**Goal of the exercise**
Please give back an exact reproduction of the lines from the one with "type IntoIter = Box<dyn" through the end of the entries below, and no others.

**Source data**

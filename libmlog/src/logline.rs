//! The parsed log line record.

use crate::value::{Document, Value};

/// Names of the fields the line envelope and the well-known line fields use.
pub mod field {
    pub const TIMESTAMP: &str = "timestamp";
    pub const SEVERITY: &str = "severity";
    pub const COMPONENT: &str = "component";
    pub const CONTEXT: &str = "context";
    pub const WARNING: &str = "warning";
    pub const OP: &str = "op";
    pub const NS: &str = "ns";
    pub const DURATION_MS: &str = "duration_ms";
    /// Trailing text no other stage consumed.
    pub const EXTRA: &str = "xextra";
    pub const COMMAND: &str = "command";
    pub const COMMAND_TYPE: &str = "command_type";
    pub const EXCEPTION: &str = "exception";
    pub const PLAN_SUMMARY: &str = "planSummary";
}

/// One parsed line: named fields in the order they appeared in the source.
///
/// Field names may repeat (a counter printed both before and after the lock
/// statistics shows up twice); `get` returns the first occurrence and
/// `get_all` every one of them.
#[derive(Clone, Debug, Default, PartialEq)]
pub struct LogLine {
    fields: Document,
}

impl LogLine {
    pub(crate) fn from_document(fields: Document) -> Self {
        Self { fields }
    }

    pub fn get(&self, name: &str) -> Option<&Value> {
        self.fields.get(name)
    }

    pub fn get_all<'a>(&'a self, name: &'a str) -> impl Iterator<Item = &'a Value> + 'a {
        self.fields.get_all(name)
    }

    pub fn fields(&self) -> &Document {
        &self.fields
    }

    pub fn iter(&self) -> impl Iterator<Item = (&str, &Value)> {
        self.fields.iter()
    }

    pub fn len(&self) -> usize {
        self.fields.len()
    }

    pub fn is_empty(&self) -> bool {
        self.fields.is_empty()
    }

    pub fn into_document(self) -> Document {
        self.fields
    }

    fn get_str(&self, name: &str) -> Option<&str> {
        self.get(name).and_then(Value::as_str)
    }

    /// The timestamp exactly as printed, in whichever format the line used.
    pub fn timestamp(&self) -> Option<&str> {
        self.get_str(field::TIMESTAMP)
    }

    pub fn severity(&self) -> Option<&str> {
        self.get_str(field::SEVERITY)
    }

    pub fn component(&self) -> Option<&str> {
        self.get_str(field::COMPONENT)
    }

    /// The bracketed thread context, without brackets (`conn1`).
    pub fn context(&self) -> Option<&str> {
        self.get_str(field::CONTEXT)
    }

    pub fn warning(&self) -> Option<&str> {
        self.get_str(field::WARNING)
    }

    pub fn op(&self) -> Option<&str> {
        self.get_str(field::OP)
    }

    pub fn ns(&self) -> Option<&str> {
        self.get_str(field::NS)
    }

    pub fn duration_ms(&self) -> Option<i64> {
        self.get(field::DURATION_MS).and_then(Value::as_i64)
    }

    /// Unparsed trailing text, if any.
    pub fn extra(&self) -> Option<&str> {
        self.get_str(field::EXTRA)
    }
}

impl<'a> IntoIterator for &'a LogLine {
    type Item = (&'a str, &'a Value);
    type IntoIter = Box<dyn Iterator<Item = (&'a str, &'a Value)> + 'a>;

    fn into_iter(self) -> Self::IntoIter {
        Box::new(self.fields.iter())
    }
}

**Task output**
    type IntoIter = Box<dyn Iterator<Item = (&'a str, &'a Value)> + 'a>;

    fn into_iter(self) -> Self::IntoIter {
        Box::new(self.fields.iter())
    }
}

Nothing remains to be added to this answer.